As far as the single-installation rumors go, Microsoft is playing a very close hand. They toyed with the idea with Microsoft Office 2013 and the response was so overwhelmingly negative that they backed away. This leads me to suspect that they might do the same thing here. While publishers would love a way to squash secondhand game sales, it has the potential to alienate a good number of users. If Sony follows a different tack then Microsoft risks alienating a good number of users.
The always-online requirement is not to be confused with always-on. It seems that the Xbox 720 will be an always-on device. People won’t switch their consoles off, per se, instead the console will power down to a state that draws almost no power but that is still technically on.
One of the more interesting developments that may or may not be in the pipeline is in the augmented reality department. Around a year ago, a document that was purported to be a roadmap for Microsoft’s Xbox platform teased at the idea of augmented reality glasses. The glasses themselves were more Google Glass than Oculus Rift, but the idea struck a chord and would make for some very interesting possibilities. That the AR glasses are likely to debut closer to the end of the roadmap, which carried through until 2015, gives a little more credence to the possibility. It gives developers time to get on board, it gives bank accounts a chance to recover from the initial console purchase and it gives component prices a chance to drop.
Taken together all of the rumors point towards something that will be more or less on a par with Sony’s PlayStation 4. Now, for the first time, both console manufacturers are using x86 architecture, which should mean that the development gulf between the two is virtually non-existent. As a user that means that aside from a small number of console-specific titles, most of the games on the market should land on either console at approximately the same time – which may be something of a challenge for Microsoft.
Microsoft has long held a development-side advantage in that it was easier for developers to produce games for the Xbox 360 than for the PlayStation 3. Now that Sony has made the jump to x86, that difference has been eliminated. For gamers that means that games that had been Xbox-only or Xbox-first by default, are likely to hit the market at more or less the same time.

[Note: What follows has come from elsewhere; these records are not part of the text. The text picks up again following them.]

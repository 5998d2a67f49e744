//! Shared deterministic types for lifecycle core logic.
//!
//! These types define stable contracts between the controller and its
//! collaborators. They must not depend on external state or I/O.

use std::fmt;

use serde::{Deserialize, Serialize};

/// User-requested project action, usually a File menu click.
#[derive(Debug, Clone, Copy, PartialEq, Eq)]
pub enum Action {
    New,
    Load,
    Save,
    SaveAs,
    Quit,
}

/// Destructive action that can be gated behind a save challenge and chained
/// behind a save.
#[derive(Debug, Clone, Copy, PartialEq, Eq)]
pub enum GatedAction {
    Load,
    New,
    Quit,
}

impl fmt::Display for GatedAction {
    fn fmt(&self, f: &mut fmt::Formatter<'_>) -> fmt::Result {
        let name = match self {
            GatedAction::Load => "load",
            GatedAction::New => "new",
            GatedAction::Quit => "quit",
        };
        f.write_str(name)
    }
}

/// Gated action that runs without a dialog once nothing is in front of it.
/// A Load always goes through its dialog instead.
#[derive(Debug, Clone, Copy, PartialEq, Eq)]
pub enum QueuedAction {
    New,
    Quit,
}

impl From<QueuedAction> for GatedAction {
    fn from(action: QueuedAction) -> Self {
        match action {
            QueuedAction::New => GatedAction::New,
            QueuedAction::Quit => GatedAction::Quit,
        }
    }
}

impl fmt::Display for QueuedAction {
    fn fmt(&self, f: &mut fmt::Formatter<'_>) -> fmt::Result {
        GatedAction::from(*self).fmt(f)
    }
}

/// Which native file dialog a task drives.
#[derive(Debug, Clone, Copy, PartialEq, Eq)]
pub enum DialogKind {
    Save,
    Load,
}

/// The two buttons of the unsaved-changes modal.
#[derive(Debug, Clone, Copy, PartialEq, Eq)]
pub enum ChallengeChoice {
    /// Save the current project, then resume the challenged action.
    SaveFirst,
    /// Discard unsaved changes and resume the challenged action now.
    DitchProject,
}

/// How a save-path dialog ended, as seen by the chaining rules.
#[derive(Debug, Clone, Copy, PartialEq, Eq)]
pub enum SaveOutcome {
    Saved,
    Cancelled,
    Failed,
}

/// Pending lifecycle work. Exactly one value is live at a time, which makes
/// "at most one challenge" and "save precedes load" hold by construction.
#[derive(Debug, Clone, Copy, PartialEq, Eq, Default)]
pub enum Phase {
    #[default]
    Idle,
    /// The unsaved-changes modal is up for `action`.
    Challenge { action: GatedAction },
    /// A save-path dialog is queued or running; `then` resumes afterwards.
    SaveDialog { then: Option<GatedAction> },
    /// A load-path dialog is queued or running.
    LoadDialog,
    /// A New or Quit is ready to run on the next resolution pass.
    Queued { action: QueuedAction },
}

impl Phase {
    /// Phase that carries out `action` without a save in front of it.
    pub fn proceed(action: GatedAction) -> Phase {
        match action {
            GatedAction::Load => Phase::LoadDialog,
            GatedAction::New => Phase::Queued {
                action: QueuedAction::New,
            },
            GatedAction::Quit => Phase::Queued {
                action: QueuedAction::Quit,
            },
        }
    }

    pub fn is_idle(&self) -> bool {
        matches!(self, Phase::Idle)
    }

    /// True when nothing will change until the user acts again.
    pub fn is_settled(&self) -> bool {
        matches!(self, Phase::Idle | Phase::Challenge { .. })
    }

    /// Challenge the host must render this frame, if any.
    pub fn challenge(&self) -> Option<GatedAction> {
        match self {
            Phase::Challenge { action } => Some(*action),
            _ => None,
        }
    }

    /// Dialog that should be running for this phase, if any.
    pub fn dialog(&self) -> Option<DialogKind> {
        match self {
            Phase::SaveDialog { .. } => Some(DialogKind::Save),
            Phase::LoadDialog => Some(DialogKind::Load),
            _ => None,
        }
    }
}

/// What to do with a chained New/Load when its save dialog is cancelled.
///
/// A chained Quit is always dropped after a cancelled save.
#[derive(Debug, Clone, Copy, Default, PartialEq, Eq, Serialize, Deserialize)]
#[serde(default)]
pub struct ChainPolicy {
    pub abort_new_on_cancelled_save: bool,
    pub abort_load_on_cancelled_save: bool,
}

impl ChainPolicy {
    pub fn aborts_on_cancel(&self, action: GatedAction) -> bool {
        match action {
            GatedAction::Quit => true,
            GatedAction::New => self.abort_new_on_cancelled_save,
            GatedAction::Load => self.abort_load_on_cancelled_save,
        }
    }
}

/// Snapshot of the external facts an action is evaluated against.
#[derive(Debug, Clone, Copy, PartialEq, Eq)]
pub struct ProjectFacts {
    /// A project context is installed.
    pub has_project: bool,
    /// The engine reports unsaved modifications (false without a project).
    pub dirty: bool,
    /// A previous save path is known.
    pub has_save_path: bool,
}

/// Why an action was refused.
#[derive(Debug, Clone, Copy, PartialEq, Eq)]
pub enum Rejection {
    /// A dialog or challenge is already in flight.
    Busy,
    /// The action needs an open project.
    NoProject,
    /// Save was requested with nothing unsaved.
    NothingToSave,
    /// A challenge answer arrived with no challenge showing.
    NoChallenge,
    /// The lifecycle already finished.
    Finished,
}

impl fmt::Display for Rejection {
    fn fmt(&self, f: &mut fmt::Formatter<'_>) -> fmt::Result {
        let reason = match self {
            Rejection::Busy => "a dialog or confirmation is already open",
            Rejection::NoProject => "no project is open",
            Rejection::NothingToSave => "no unsaved changes",
            Rejection::NoChallenge => "nothing is waiting for confirmation",
            Rejection::Finished => "the session has ended",
        };
        f.write_str(reason)
    }
}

There will always be some console-specific content to differentiate the two, but aside from a handful of titles consumers are getting more or less the same thing – which makes purchasing decisions a matter of practicality.
One of the key differences between the Xbox 360 and the PlayStation 3 was that Microsoft decided to charge for access to its online network while Sony made theirs free. That is an indignity that users will suffer when it gives them access to better content or better hardware, but not one to which people will so easily submit when there is a free option on the market that is more or less identical. While the Xbox has always had its diehard fans, when it comes down to it, most people are going to be loyal to their bank balances. Microsoft and Sony are bringing out consoles that are similar interpretations of something that is basically the same – the case might look a little different, but the differences in content and performance will be minimal. The Kinect 2 and rumors of an augmented future not be enough to convince the gaming public to part with money for network access that the competition provides for free.